Taxis have been flooding LAX lately, overwhelming the airport’s parking system and spilling out onto the streets of Westchester and the Century Boulevard corridor – causing headaches for businesses and hotels in the area.

Why the sudden surge of taxis? Passenger traffic is booming at Los Angeles International Airport, and regulations there have made it one of the only places in town where taxicabs still have an edge over increasingly ubiquitous ridesharing services Uber and Lyft.

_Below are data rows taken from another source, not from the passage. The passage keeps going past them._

//! Client-side viewer preferences
//!
//! Stored as a small JSON object on disk. Missing or unreadable files fall
//! back to defaults; writes are explicit.

use std::path::{Path, PathBuf};

use serde::{Deserialize, Serialize};

use crate::error::Result;

pub const MIN_FONT_SIZE: u32 = 75;
pub const MAX_FONT_SIZE: u32 = 150;
pub const DEFAULT_FONT_SIZE: u32 = 100;
const FONT_STEP: u32 = 10;

#[derive(Debug, Clone, Copy, Default, PartialEq, Eq, Serialize, Deserialize)]
#[serde(rename_all = "lowercase")]
pub enum ViewMode {
    #[default]
    Read,
    Edit,
}

#[derive(Debug, Clone, PartialEq, Eq, Serialize, Deserialize)]
pub struct Preferences {
    /// Percentage of the base font size
    #[serde(rename = "viewer-font-size", default = "default_font_size")]
    pub font_size: u32,
    #[serde(rename = "view-mode", default)]
    pub view_mode: ViewMode,
}

fn default_font_size() -> u32 {
    DEFAULT_FONT_SIZE
}

impl Default for Preferences {
    fn default() -> Self {
        Self {
            font_size: DEFAULT_FONT_SIZE,
            view_mode: ViewMode::default(),
        }
    }
}

impl Preferences {
    pub fn increase_font(&mut self) -> u32 {
        self.font_size = self.font_size.saturating_add(FONT_STEP).min(MAX_FONT_SIZE);
        self.font_size
    }

    pub fn decrease_font(&mut self) -> u32 {
        self.font_size = self.font_size.saturating_sub(FONT_STEP).max(MIN_FONT_SIZE);
        self.font_size
    }

    /// CSS value applied to the document body
    pub fn font_size_css(&self) -> String {
        format!("{}%", self.font_size)
    }

    fn clamped(mut self) -> Self {
        self.font_size = self.font_size.clamp(MIN_FONT_SIZE, MAX_FONT_SIZE);
        self
    }
}

/// Preferences bound to a file
#[derive(Debug)]
pub struct PreferenceStore {
    path: PathBuf,
    values: Preferences,
}

impl PreferenceStore {
    /// Read preferences from `path`, using defaults when the file is
    /// missing or malformed
    pub async fn load(path: impl AsRef<Path>) -> Self {
        let path = path.as_ref().to_path_buf();
        let values = match tokio::fs::read(&path).await {
            Ok(bytes) => serde_json::from_slice::<Preferences>(&bytes)
                .map(Preferences::clamped)
                .unwrap_or_else(|e| {
                    tracing::warn!("Ignoring malformed preferences {}: {}", path.display(), e);
                    Preferences::default()
                }),
            Err(e) => {
                tracing::debug!("No preferences at {}: {}", path.display(), e);
                Preferences::default()
            }
        };
        Self { path, values }
    }

    pub fn get(&self) -> &Preferences {
        &self.values
    }

    pub fn get_mut(&mut self) -> &mut Preferences {
        &mut self.values
    }

    pub async fn save(&self) -> Result<()> {
        if let Some(parent) = self.path.parent().filter(|p| !p.as_os_str().is_empty()) {
            tokio::fs::create_dir_all(parent).await?;
        }
        let json = serde_json::to_vec_pretty(&self.values)?;
        tokio::fs::write(&self.path, json).await?;
        Ok(())
    }
}

#[cfg(test)]
mod tests {
    use super::*;
    use tempfile::TempDir;

    #[test]
    fn test_font_steps_are_bounded() {
        let mut prefs = Preferences::default();
        assert_eq!(prefs.decrease_font(), 90);
        assert_eq!(prefs.decrease_font(), 80);
        assert_eq!(prefs.decrease_font(), 75);
        assert_eq!(prefs.decrease_font(), 75);

        for _ in 0..10 {
            prefs.increase_font();
        }
        assert_eq!(prefs.font_size, 150);
        assert_eq!(prefs.font_size_css(), "150%");

        // Values set directly never wrap
        prefs.font_size = u32::MAX;
        assert_eq!(prefs.increase_font(), 150);
    }

    #[tokio::test]
    async fn test_missing_file_uses_defaults() {
        let dir = TempDir::new().unwrap();
        let store = PreferenceStore::load(dir.path().join("absent.json")).await;
        assert_eq!(store.get(), &Preferences::default());
    }

    #[tokio::test]
    async fn test_round_trip_through_file() {
        let dir = TempDir::new().unwrap();
        let path = dir.path().join("nested").join("prefs.json");

        let mut store = PreferenceStore::load(&path).await;
        store.get_mut().increase_font();
        store.get_mut().view_mode = ViewMode::Edit;
        store.save().await.unwrap();

        let raw = std::fs::read_to_string(&path).unwrap();
        assert!(raw.contains("\"viewer-font-size\": 110"));
        assert!(raw.contains("\"view-mode\": \"edit\""));

        let reloaded = PreferenceStore::load(&path).await;
        assert_eq!(reloaded.get().font_size, 110);
        assert_eq!(reloaded.get().view_mode, ViewMode::Edit);
    }

    #[tokio::test]
    async fn test_out_of_range_and_malformed_values() {
        let dir = TempDir::new().unwrap();
        let path = dir.path().join("prefs.json");

        std::fs::write(&path, r#"{"viewer-font-size": 400}"#).unwrap();
        assert_eq!(PreferenceStore::load(&path).await.get().font_size, 150);

        std::fs::write(&path, "not json").unwrap();
        assert_eq!(PreferenceStore::load(&path).await.get(), &Preferences::default());
    }
}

The problem, building for years, has reached a boiling point, with more than 100 taxicabs at a time often taking up parking spaces meant for local businesses and their customers. Making matters worse, cabs have lately been joined by scores of Uber and Lyft drivers who can’t pick up passengers within the airport but often park at hotels or other locations as they wait for passengers who take free shuttles out of LAX.

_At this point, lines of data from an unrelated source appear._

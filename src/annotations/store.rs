//! Annotation loading and creation against the document API
//!
//! Loads always re-fetch the full list; nothing is cached or inserted
//! locally.

use std::sync::Arc;

use chrono::{DateTime, Utc};

use super::types::{
    AppliedOverlay, FetchedAnnotations, ListedAnnotations, PanelState, ResolvedAnnotations,
    SidebarEntry,
};
use crate::anchor::AnchorResolver;
use crate::api::{Annotation, DocumentApi, NewAnnotation};
use crate::error::{ClientError, Result};
use crate::highlights::HighlightApplicator;
use crate::html::RenderedText;

/// Keeps one document's comment panel in step with the server
pub struct AnnotationSync {
    api: Arc<dyn DocumentApi>,
    document_id: String,
    resolver: AnchorResolver,
    panel: PanelState,
}

impl AnnotationSync {
    pub fn new(api: Arc<dyn DocumentApi>, document_id: &str, resolver: AnchorResolver) -> Self {
        Self {
            api,
            document_id: document_id.to_string(),
            resolver,
            panel: PanelState::Loading,
        }
    }

    pub fn panel(&self) -> &PanelState {
        &self.panel
    }

    /// Stage 1: fetch the list in server order
    pub async fn fetch(&self) -> Result<FetchedAnnotations> {
        let annotations = self.api.list_annotations(&self.document_id).await?;
        Ok(FetchedAnnotations { annotations })
    }

    /// Stage 2: build sidebar entries
    pub fn list(fetched: FetchedAnnotations, now: DateTime<Utc>) -> ListedAnnotations {
        let entries = fetched
            .annotations
            .iter()
            .map(|a| SidebarEntry::from_annotation(a, now))
            .collect();
        ListedAnnotations {
            annotations: fetched.annotations,
            entries,
        }
    }

    /// Stage 3: resolve every anchored annotation, in list order
    pub fn resolve(&self, listed: ListedAnnotations, rendered: &RenderedText) -> ResolvedAnnotations {
        let resolutions = listed
            .annotations
            .iter()
            .filter_map(|a| {
                let anchor = a.anchor_text.as_deref()?;
                Some((a.id.clone(), self.resolver.resolve(anchor, rendered)))
            })
            .collect();
        ResolvedAnnotations { listed, resolutions }
    }

    /// Stage 4: rebuild the persistent markers
    pub fn apply(
        resolved: ResolvedAnnotations,
        rendered: &RenderedText,
        applicator: &mut HighlightApplicator,
    ) -> AppliedOverlay {
        let report = applicator.apply_persistent(
            rendered,
            resolved
                .resolutions
                .iter()
                .map(|(id, resolution)| (id.as_str(), resolution)),
        );
        AppliedOverlay {
            entries: resolved.listed.entries,
            report,
        }
    }

    /// Run the whole load pipeline and update the panel.
    ///
    /// A fetch failure leaves the panel in its error state with no
    /// persistent markers; it is not retried.
    pub async fn load(
        &mut self,
        rendered: &RenderedText,
        applicator: &mut HighlightApplicator,
        now: DateTime<Utc>,
    ) -> &PanelState {
        self.panel = PanelState::Loading;

        let fetched = match self.fetch().await {
            Ok(fetched) => fetched,
            Err(e) => {
                tracing::warn!("Failed to load comments for {}: {}", self.document_id, e);
                applicator.clear_persistent();
                self.panel = PanelState::Error {
                    message: "Failed to load comments".to_string(),
                };
                return &self.panel;
            }
        };

        let listed = Self::list(fetched, now);
        let resolved = self.resolve(listed, rendered);
        let applied = Self::apply(resolved, rendered, applicator);

        tracing::info!(
            "Loaded {} comments for {} ({} markers, {} unresolved)",
            applied.entries.len(),
            self.document_id,
            applied.report.applied,
            applied.report.not_found + applied.report.conflicts
        );

        self.panel = if applied.entries.is_empty() {
            PanelState::Empty
        } else {
            PanelState::Loaded {
                count: applied.entries.len(),
                entries: applied.entries,
            }
        };
        &self.panel
    }

    /// Validate and send a new annotation. Empty content never reaches the
    /// server.
    pub async fn create(&self, content: &str, anchor_text: Option<&str>) -> Result<Annotation> {
        let content = content.trim();
        if content.is_empty() {
            return Err(ClientError::Validation(
                "Comment content cannot be empty".to_string(),
            ));
        }

        let request = NewAnnotation {
            content: content.to_string(),
            anchor_text: anchor_text.map(str::to_string),
        };
        let created = self
            .api
            .create_annotation(&self.document_id, &request)
            .await?;

        tracing::info!(
            "Created comment {} on {} (anchored: {})",
            created.id,
            self.document_id,
            request.anchor_text.is_some()
        );
        Ok(created)
    }
}

#[cfg(test)]
mod tests {
    use super::*;
    use crate::api::fake::{annotation, FakeApi};
    use crate::highlights::MarkerKind;
    use std::time::Duration;

    fn setup(api: &Arc<FakeApi>) -> (AnnotationSync, HighlightApplicator, RenderedText) {
        let sync = AnnotationSync::new(api.clone(), "doc-1", AnchorResolver::default());
        let applicator = HighlightApplicator::new(Duration::from_millis(2000));
        let rendered = RenderedText::from_html("<p>one alpha two</p><p>beta</p>").unwrap();
        (sync, applicator, rendered)
    }

    #[tokio::test]
    async fn test_load_lists_and_marks() {
        let api = Arc::new(FakeApi::default());
        api.state.lock().annotations = vec![
            annotation("c-1", "first", Some("alpha")),
            annotation("c-2", "general", None),
            annotation("c-3", "lost", Some("gamma")),
        ];
        let (mut sync, mut applicator, rendered) = setup(&api);

        let panel = sync.load(&rendered, &mut applicator, Utc::now()).await.clone();
        assert_eq!(panel.count(), 3);
        let ids: Vec<&str> = panel.entries().iter().map(|e| e.id.as_str()).collect();
        assert_eq!(ids, vec!["c-1", "c-2", "c-3"]);

        let marks: Vec<_> = applicator
            .overlay()
            .spans_of(MarkerKind::Persistent)
            .map(|s| s.triple())
            .collect();
        assert_eq!(marks, vec![(0, 4, 9, Some("c-1"))]);
    }

    #[tokio::test]
    async fn test_reload_does_not_duplicate_markers() {
        let api = Arc::new(FakeApi::default());
        api.state.lock().annotations = vec![annotation("c-1", "first", Some("alpha"))];
        let (mut sync, mut applicator, rendered) = setup(&api);

        sync.load(&rendered, &mut applicator, Utc::now()).await;
        sync.load(&rendered, &mut applicator, Utc::now()).await;
        assert_eq!(applicator.overlay().len(), 1);
        assert_eq!(api.state.lock().list_calls, 2);
    }

    #[tokio::test]
    async fn test_empty_list() {
        let api = Arc::new(FakeApi::default());
        let (mut sync, mut applicator, rendered) = setup(&api);

        assert_eq!(
            sync.load(&rendered, &mut applicator, Utc::now()).await,
            &PanelState::Empty
        );
    }

    #[tokio::test]
    async fn test_fetch_failure_clears_markers() {
        let api = Arc::new(FakeApi::default());
        api.state.lock().annotations = vec![annotation("c-1", "first", Some("alpha"))];
        let (mut sync, mut applicator, rendered) = setup(&api);
        sync.load(&rendered, &mut applicator, Utc::now()).await;
        assert_eq!(applicator.overlay().len(), 1);

        api.state.lock().fail_list = true;
        let panel = sync.load(&rendered, &mut applicator, Utc::now()).await;
        assert!(matches!(panel, PanelState::Error { .. }));
        assert!(applicator.overlay().is_empty());
        assert_eq!(api.state.lock().list_calls, 2);
    }

    #[tokio::test]
    async fn test_create_rejects_blank_content() {
        let api = Arc::new(FakeApi::default());
        let (sync, _, _) = setup(&api);

        let err = sync.create("   \n", Some("alpha")).await.unwrap_err();
        assert!(matches!(err, ClientError::Validation(_)));
        assert!(api.state.lock().created.is_empty());
    }

    #[tokio::test]
    async fn test_create_trims_and_sends_anchor() {
        let api = Arc::new(FakeApi::default());
        let (sync, _, _) = setup(&api);

        sync.create("  hello  ", Some("alpha")).await.unwrap();
        sync.create("general", None).await.unwrap();

        let created = api.state.lock().created.clone();
        assert_eq!(
            created,
            vec![
                NewAnnotation {
                    content: "hello".to_string(),
                    anchor_text: Some("alpha".to_string()),
                },
                NewAnnotation {
                    content: "general".to_string(),
                    anchor_text: None,
                },
            ]
        );
    }
}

“There is no way to understate the impact and disruption that all the taxicabs, limos and other vehicles have had on the businesses here,” said Don Duckworth, executive director of the Westchester Towne Center Business Improvement District, who has been getting complaints from businesses. “I had a business owner tell me yesterday that her customers didn’t have a place to park to get to her office because of all these taxis and rideshare cars. She lost that business.”

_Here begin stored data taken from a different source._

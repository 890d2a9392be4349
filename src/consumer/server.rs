//! # Server: registry of consumers with coordinated start and drain.
//!
//! The [`Server`] owns the lifecycle [`Bus`], a [`SubscriberSet`] listener and
//! a root [`CancellationToken`]. Each registered [`Consumer`] runs on its own
//! child token; cancelling the root shuts all of them down.
//!
//! ## Architecture
//! ```text
//! add_consumer(c1), add_consumer(c2) ...            (state: Created)
//!
//! serve():                                          (state: Serving)
//!   ├─► listener: Bus.subscribe() ─► SubscriberSet::emit_arc()
//!   ├─► for each consumer:
//!   │     child = root.child_token()
//!   │     set.spawn(consumer.serve_with(child, bus))
//!   └─► root.cancelled().await
//!
//! close() / OS signal ─► root.cancel()             (state: ShuttingDown)
//!   ├─► Bus.publish(ShutdownRequested)
//!   └─► wait for every consumer drain (bounded by cfg.grace when set)
//!         ├─ all joined      → Bus.publish(AllStopped)
//!         ├─ consumer died   → Bus.publish(ConsumerPanicked), Err(ConsumerPanicked)
//!         └─ grace exceeded  → Bus.publish(GraceExceeded), Err(GraceExceeded)
//!                                                   (state: Stopped)
//! ```
//!
//! ## Rules
//! - `serve` runs once; a second call returns [`RuntimeError::AlreadyStarted`]
//! - consumers can only be added before `serve`
//! - `serve` keeps blocking after every consumer stopped on its own, until
//!   the root token is cancelled
//!
//! ## Example
//! ```no_run
//! use std::sync::Arc;
//! use eventvisor::{Config, Server};
//! use eventvisor::consumer::{ChannelSubscription, Consumer, HandlerFn, Request};
//!
//! #[tokio::main]
//! async fn main() -> Result<(), Box<dyn std::error::Error>> {
//!     let cfg = Config::default();
//!     let server = Server::new(cfg.clone());
//!
//!     let (_tx, sub) = ChannelSubscription::new(16);
//!     let handler = HandlerFn::arc(|req: Request| async move {
//!         req.message.ack();
//!         Ok(())
//!     });
//!     server.add_consumer(Consumer::with_defaults("orders", Arc::new(sub), handler, &cfg))?;
//!
//!     server.serve_until_signal().await?;
//!     Ok(())
//! }
//! ```

use std::collections::BTreeMap;
use std::panic::AssertUnwindSafe;
use std::sync::{Arc, Mutex, MutexGuard, PoisonError};

use futures::FutureExt;
use tokio::sync::watch;
use tokio::task::JoinSet;
use tokio_util::sync::CancellationToken;

use super::dispatcher::Consumer;
use super::listener::Listener;
use super::shutdown::ShutdownSignal;
use crate::config::Config;
use crate::error::RuntimeError;
use crate::events::{Bus, EventKind, RuntimeEvent};
use crate::subscribers::{panic_message, LogWriter, Subscribe};

/// Lifecycle state of a [`Server`].
#[derive(Debug, Clone, Copy, PartialEq, Eq)]
pub enum ServerState {
    /// Accepting consumers; not started.
    Created,
    /// Consumers running.
    Serving,
    /// Root token cancelled; consumers draining.
    ShuttingDown,
    /// Every consumer returned (or the grace period ran out).
    Stopped,
}

/// Registered but not yet started components.
struct Pending {
    consumers: Vec<Consumer>,
    subscribers: Vec<Arc<dyn Subscribe>>,
}

/// Registry of consumers sharing one root cancellation token.
pub struct Server {
    cfg: Config,
    bus: Bus,
    root: CancellationToken,
    pending: Mutex<Pending>,
    state: watch::Sender<ServerState>,
}

impl Server {
    /// Creates a server with a [`LogWriter`] subscriber and a fresh root token.
    pub fn new(cfg: Config) -> Self {
        Self::builder(cfg)
            .with_subscribers(vec![Arc::new(LogWriter::new())])
            .build()
    }

    /// Like [`Server::new`] but bound to an externally owned root token.
    pub fn with_token(cfg: Config, token: CancellationToken) -> Self {
        Self::builder(cfg)
            .with_subscribers(vec![Arc::new(LogWriter::new())])
            .with_token(token)
            .build()
    }

    pub fn builder(cfg: Config) -> ServerBuilder {
        ServerBuilder::new(cfg)
    }

    /// Registers a consumer. Rejected once `serve` has started.
    pub fn add_consumer(&self, consumer: Consumer) -> Result<(), RuntimeError> {
        let mut pending = self.lock_pending();
        if *self.state.borrow() != ServerState::Created {
            return Err(RuntimeError::AlreadyStarted);
        }
        pending.consumers.push(consumer);
        Ok(())
    }

    /// Starts every consumer and blocks until the root token is cancelled and
    /// all consumers drained.
    pub async fn serve(&self) -> Result<(), RuntimeError> {
        let Pending {
            consumers,
            subscribers,
        } = self.start()?;
        let listener = Listener::spawn(&self.bus, subscribers);

        let mut set = JoinSet::new();
        let mut running = BTreeMap::new();
        for (idx, consumer) in consumers.into_iter().enumerate() {
            let child = self.root.child_token();
            let bus = self.bus.clone();
            running.insert(idx, consumer.name().to_string());
            set.spawn(async move {
                let outcome = AssertUnwindSafe(consumer.serve_with(child, &bus))
                    .catch_unwind()
                    .await;
                (idx, outcome.err().map(|p| panic_message(p.as_ref())))
            });
        }

        self.root.cancelled().await;
        self.state.send_replace(ServerState::ShuttingDown);
        self.bus.publish(RuntimeEvent::new(EventKind::ShutdownRequested));

        let res = self.wait_all(&mut set, running).await;
        self.state.send_replace(ServerState::Stopped);
        listener.stop().await;
        res
    }

    /// Like [`Server::serve`], also shutting down on SIGINT/SIGTERM/SIGQUIT (Ctrl-C elsewhere).
    pub async fn serve_until_signal(&self) -> Result<(), RuntimeError> {
        let signal = ShutdownSignal::install()?;
        let root = self.root.clone();
        let watcher = tokio::spawn(async move {
            tokio::select! {
                _ = signal.recv() => root.cancel(),
                _ = root.cancelled() => {},
            }
        });
        let res = self.serve().await;
        watcher.abort();
        res
    }

    /// Cancels the root token; `serve` drains and returns.
    pub fn close(&self) {
        self.root.cancel();
    }

    pub fn state(&self) -> ServerState {
        *self.state.borrow()
    }

    /// Receiver observing state transitions.
    pub fn watch_state(&self) -> watch::Receiver<ServerState> {
        self.state.subscribe()
    }

    /// Root token; cancelling it is equivalent to [`Server::close`].
    pub fn token(&self) -> CancellationToken {
        self.root.clone()
    }

    /// Lifecycle bus shared with every consumer.
    pub fn bus(&self) -> &Bus {
        &self.bus
    }

    /// Moves `Created → Serving` and takes the registered components.
    fn start(&self) -> Result<Pending, RuntimeError> {
        let mut pending = self.lock_pending();
        let started = self.state.send_if_modified(|s| {
            if *s == ServerState::Created {
                *s = ServerState::Serving;
                true
            } else {
                false
            }
        });
        if !started {
            return Err(RuntimeError::AlreadyStarted);
        }
        Ok(Pending {
            consumers: std::mem::take(&mut pending.consumers),
            subscribers: std::mem::take(&mut pending.subscribers),
        })
    }

    /// Waits for all consumers, bounded by the configured grace period when set.
    async fn wait_all(
        &self,
        set: &mut JoinSet<(usize, Option<String>)>,
        mut running: BTreeMap<usize, String>,
    ) -> Result<(), RuntimeError> {
        let mut failed = Vec::new();
        let done = async {
            while let Some(res) = set.join_next().await {
                let (name, reason) = match res {
                    Ok((idx, None)) => {
                        running.remove(&idx);
                        continue;
                    }
                    Ok((idx, Some(reason))) => (running.remove(&idx), reason),
                    Err(e) => (None, e.to_string()),
                };
                let name = name.unwrap_or_else(|| "unknown".to_string());
                self.bus.publish(
                    RuntimeEvent::new(EventKind::ConsumerPanicked)
                        .with_consumer(name.as_str())
                        .with_reason(reason),
                );
                failed.push(name);
            }
        };

        if let Some(grace) = self.cfg.grace_period() {
            if tokio::time::timeout(grace, done).await.is_err() {
                let stuck: Vec<String> = running.into_values().collect();
                self.bus.publish(
                    RuntimeEvent::new(EventKind::GraceExceeded).with_reason(stuck.join(",")),
                );
                return Err(RuntimeError::GraceExceeded { grace, stuck });
            }
        } else {
            done.await;
        }

        self.bus.publish(RuntimeEvent::new(EventKind::AllStopped));
        if failed.is_empty() {
            Ok(())
        } else {
            Err(RuntimeError::ConsumerPanicked { consumers: failed })
        }
    }

    fn lock_pending(&self) -> MutexGuard<'_, Pending> {
        self.pending.lock().unwrap_or_else(PoisonError::into_inner)
    }
}

/// Builder for a [`Server`] with custom subscribers or root token.
pub struct ServerBuilder {
    cfg: Config,
    subscribers: Vec<Arc<dyn Subscribe>>,
    token: Option<CancellationToken>,
}

impl ServerBuilder {
    pub fn new(cfg: Config) -> Self {
        Self {
            cfg,
            subscribers: Vec::new(),
            token: None,
        }
    }

    /// Sets the runtime event subscribers (replaces any previous set).
    pub fn with_subscribers(mut self, subscribers: Vec<Arc<dyn Subscribe>>) -> Self {
        self.subscribers = subscribers;
        self
    }

    pub fn with_token(mut self, token: CancellationToken) -> Self {
        self.token = Some(token);
        self
    }

    pub fn build(self) -> Server {
        let bus = Bus::new(self.cfg.bus_capacity_clamped());
        let (state, _rx) = watch::channel(ServerState::Created);
        Server {
            cfg: self.cfg,
            bus,
            root: self.token.unwrap_or_else(CancellationToken::new),
            pending: Mutex::new(Pending {
                consumers: Vec::new(),
                subscribers: self.subscribers,
            }),
            state,
        }
    }
}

Even worse, local business leaders say some taxi and rideshare drivers are throwing their trash on the street before going to pick up customers, leaving local property owners with the cleanup tab.

The situation has grown so bad that city and airport officials held two meetings last week to address the problems. But solutions – chiefly the opening of additional parking lots – are months away and the problems are likely to get worse in the meantime as the peak summer travel season approaches.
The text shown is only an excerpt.